Kinetic analysis of biochemical differentiation in Dictyostelium discoideum.

The metabolic network leading to accumulation of cellulose, trehalose, and mucopolysaccharide during development of Dictyostelium discoideum was simulated on a computer. The program consists of a metabolic map, the measured specific activity of the enzymes involved at each stage in development, and the substrate and inhibitor affinities. The Km values of four enzymes, amylase, UDP-galactose polysaccharide transferase, UDP-galactose epimerase, and cellulose synthetase, were determined for this study.
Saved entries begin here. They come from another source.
use serde::{Deserialize, Serialize};
use tracing::{info, warn};

// ---------------------------------------------------------------------------
// Production configuration — loaded from environment variables
// ---------------------------------------------------------------------------

/// Complete server configuration loaded at startup.
///
/// Every field can be set via an environment variable prefixed with
/// `GUILDCAST_`.  Defaults are suitable for local development; production
/// deployments MUST override at least `share_log_secret`, the database URL
/// and the relay credentials they intend to serve.
#[derive(Debug, Clone)]
pub struct Config {
    // ── Network ─────────────────────────────────────────────────────────
    /// Address to bind the HTTP listener to.
    pub bind_addr: String,

    // ── Persistence ─────────────────────────────────────────────────────
    /// Postgres connection string.  When unset the server keeps grants and
    /// share history in memory only (they vanish on restart).
    pub database_url: Option<String>,

    // ── Admin ────────────────────────────────────────────────────────────
    /// Passphrase required to delete share history entries.
    pub share_log_secret: String,

    // ── Direct transport (STUN/TURN) ────────────────────────────────────
    /// STUN server URLs returned when the TURN provider is unreachable.
    pub stun_urls: Vec<String>,
    /// External TURN credential provider endpoint (returns an ICE server
    /// list as JSON).  When unset the static STUN list is served directly.
    pub turn_api_url: Option<String>,
    /// API key appended to TURN provider requests.
    pub turn_api_key: Option<String>,

    // ── Relay backend A (JWT-style tokens) ──────────────────────────────
    pub relay_a_app_id: Option<String>,
    pub relay_a_certificate: Option<String>,

    // ── Relay backend B (binary signed tokens) ──────────────────────────
    pub relay_b_app_id: Option<String>,
    pub relay_b_secret: Option<String>,

    /// Lifetime of minted relay tokens, in seconds.
    pub token_ttl_secs: u64,

    // ── CORS ─────────────────────────────────────────────────────────────
    pub allowed_origins: String,

    // ── Logging ──────────────────────────────────────────────────────────
    pub log_level: String,
}

impl Config {
    /// Load configuration from environment variables.
    ///
    /// Automatically loads a `.env` file if present (via `dotenvy`).
    pub fn from_env() -> Self {
        // Best-effort .env loading — ignore errors.
        let _ = dotenvy::dotenv();

        let share_log_secret = match std::env::var("GUILDCAST_SHARE_LOG_SECRET") {
            Ok(s) if !s.is_empty() => s,
            _ => {
                let secret = uuid::Uuid::new_v4().to_string();
                warn!(
                    "GUILDCAST_SHARE_LOG_SECRET not set — using random value (history deletion \
                     will be impossible until it is configured)"
                );
                secret
            }
        };

        let database_url = match std::env::var("GUILDCAST_DATABASE_URL") {
            Ok(s) if !s.is_empty() => Some(s),
            _ => None,
        };

        let bind_addr = env_or("GUILDCAST_BIND_ADDR", "0.0.0.0:8080");

        let stun_urls = env_csv("GUILDCAST_STUN_URLS", &["stun:stun.l.google.com:19302"]);
        let turn_api_url = env_opt("GUILDCAST_TURN_API_URL");
        let turn_api_key = env_opt("GUILDCAST_TURN_API_KEY");

        let relay_a_app_id = env_opt("GUILDCAST_RELAY_A_APP_ID");
        let relay_a_certificate = env_opt("GUILDCAST_RELAY_A_CERTIFICATE");
        let relay_b_app_id = env_opt("GUILDCAST_RELAY_B_APP_ID");
        let relay_b_secret = env_opt("GUILDCAST_RELAY_B_SECRET");

        let token_ttl_secs = env_or("GUILDCAST_TOKEN_TTL_SECS", "3600")
            .parse::<u64>()
            .unwrap_or(3600);

        let allowed_origins = env_or("GUILDCAST_ALLOWED_ORIGINS", "*");
        let log_level = env_or("GUILDCAST_LOG_LEVEL", "info");

        let config = Config {
            bind_addr,
            database_url,
            share_log_secret,
            stun_urls,
            turn_api_url,
            turn_api_key,
            relay_a_app_id,
            relay_a_certificate,
            relay_b_app_id,
            relay_b_secret,
            token_ttl_secs,
            allowed_origins,
            log_level,
        };

        config.log_summary();
        config
    }

    /// Relay-A credentials, present only when both halves are configured.
    pub fn relay_a_credentials(&self) -> Option<(&str, &str)> {
        match (&self.relay_a_app_id, &self.relay_a_certificate) {
            (Some(app), Some(cert)) => Some((app.as_str(), cert.as_str())),
            _ => None,
        }
    }

    /// Relay-B credentials, present only when both halves are configured.
    pub fn relay_b_credentials(&self) -> Option<(&str, &str)> {
        match (&self.relay_b_app_id, &self.relay_b_secret) {
            (Some(app), Some(secret)) => Some((app.as_str(), secret.as_str())),
            _ => None,
        }
    }

    /// Static STUN-only ICE server list, served when the TURN provider is
    /// unconfigured or unreachable.
    pub fn fallback_ice_servers(&self) -> Vec<IceServer> {
        self.stun_urls
            .iter()
            .map(|url| IceServer {
                urls: vec![url.clone()],
                username: None,
                credential: None,
            })
            .collect()
    }

    fn log_summary(&self) {
        info!("──── Guildcast Configuration ────");
        info!("  bind_addr          : {}", self.bind_addr);
        info!(
            "  database_url       : {}",
            if self.database_url.is_some() {
                "(set)"
            } else {
                "(not set — in-memory stores)"
            }
        );
        info!("  stun_urls          : {:?}", self.stun_urls);
        info!(
            "  turn_api_url       : {}",
            self.turn_api_url.as_deref().unwrap_or("(not set)")
        );
        info!(
            "  relay_a            : {}",
            if self.relay_a_credentials().is_some() {
                "configured"
            } else {
                "not configured"
            }
        );
        info!(
            "  relay_b            : {}",
            if self.relay_b_credentials().is_some() {
                "configured"
            } else {
                "not configured"
            }
        );
        info!("  token_ttl_secs     : {}", self.token_ttl_secs);
        info!(
            "  cors_origins       : {}",
            if self.allowed_origins == "*" {
                "* (permissive)"
            } else {
                &self.allowed_origins
            }
        );
        info!("  log_level          : {}", self.log_level);
        info!("────────────────────────────────");
    }
}

// ---------------------------------------------------------------------------
// ICE server type
// ---------------------------------------------------------------------------

/// JSON-serialisable ICE server entry sent to clients.
///
/// Matches the W3C `RTCIceServer` dictionary shape, which the external TURN
/// credential provider also speaks.
#[derive(Debug, Clone, Serialize, Deserialize)]
pub struct IceServer {
    pub urls: Vec<String>,
    #[serde(skip_serializing_if = "Option::is_none")]
    pub username: Option<String>,
    #[serde(skip_serializing_if = "Option::is_none")]
    pub credential: Option<String>,
}

// ---------------------------------------------------------------------------
// Environment helpers
// ---------------------------------------------------------------------------

fn env_or(key: &str, default: &str) -> String {
    std::env::var(key).unwrap_or_else(|_| default.to_string())
}

fn env_opt(key: &str) -> Option<String> {
    match std::env::var(key) {
        Ok(v) if !v.is_empty() => Some(v),
        _ => None,
    }
}

fn env_csv(key: &str, defaults: &[&str]) -> Vec<String> {
    match std::env::var(key) {
        Ok(v) if !v.is_empty() => v
            .split(',')
            .map(|s| s.trim().to_string())
            .filter(|s| !s.is_empty())
            .collect(),
        _ => defaults.iter().map(|s| s.to_string()).collect(),
    }
}

// ---------------------------------------------------------------------------
// Tests
// ---------------------------------------------------------------------------

#[cfg(test)]
mod tests {
    use super::*;

    fn base_config() -> Config {
        Config {
            bind_addr: "0.0.0.0:8080".into(),
            database_url: None,
            share_log_secret: "test".into(),
            stun_urls: vec!["stun:stun.l.google.com:19302".into()],
            turn_api_url: None,
            turn_api_key: None,
            relay_a_app_id: None,
            relay_a_certificate: None,
            relay_b_app_id: None,
            relay_b_secret: None,
            token_ttl_secs: 3600,
            allowed_origins: "*".into(),
            log_level: "info".into(),
        }
    }

    #[test]
    fn fallback_ice_servers_are_stun_only() {
        let servers = base_config().fallback_ice_servers();
        assert_eq!(servers.len(), 1);
        assert!(servers[0].urls[0].starts_with("stun:"));
        assert!(servers[0].username.is_none());
    }

    #[test]
    fn relay_credentials_require_both_halves() {
        let mut config = base_config();
        config.relay_a_app_id = Some("app".into());
        assert!(config.relay_a_credentials().is_none());

        config.relay_a_certificate = Some("cert".into());
        assert_eq!(config.relay_a_credentials(), Some(("app", "cert")));

        config.relay_b_secret = Some("secret".into());
        assert!(config.relay_b_credentials().is_none());
    }

    #[test]
    fn ice_server_omits_empty_credentials() {
        let server = IceServer {
            urls: vec!["stun:example.com:3478".into()],
            username: None,
            credential: None,
        };
        let json = serde_json::to_string(&server).unwrap();
        assert!(!json.contains("username"));
        assert!(!json.contains("credential"));
    }
}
At each iteration (1 min) during the period simulated (1500 min), the in vivo activity was calculated for each enzyme using Michaelis-Menten equations and new values for metabolites and end products were generated. The computed values for the concentration of both metabolites and polysaccharides were in close agreement with the measured values at all stages of development. We conclude that the in vitro measured values correlate well with the measured in vivo rates when treated in this manner. The program was modified to simulate the alterations in carbohydrate metabolism which might be expected in mutant strains with reduced activity of various enzymes. Trehalose was found to overaccumulate when either the peak value of the developmentally controlled increase in the specific activity of UDPGlc pyrophosphorylase was reduced. Trehalose accumulation was decreased in simulations of mutants lacking glycogen phosphorylase or glycogen synthetase. The interaction of these metabolic pathways is discussed.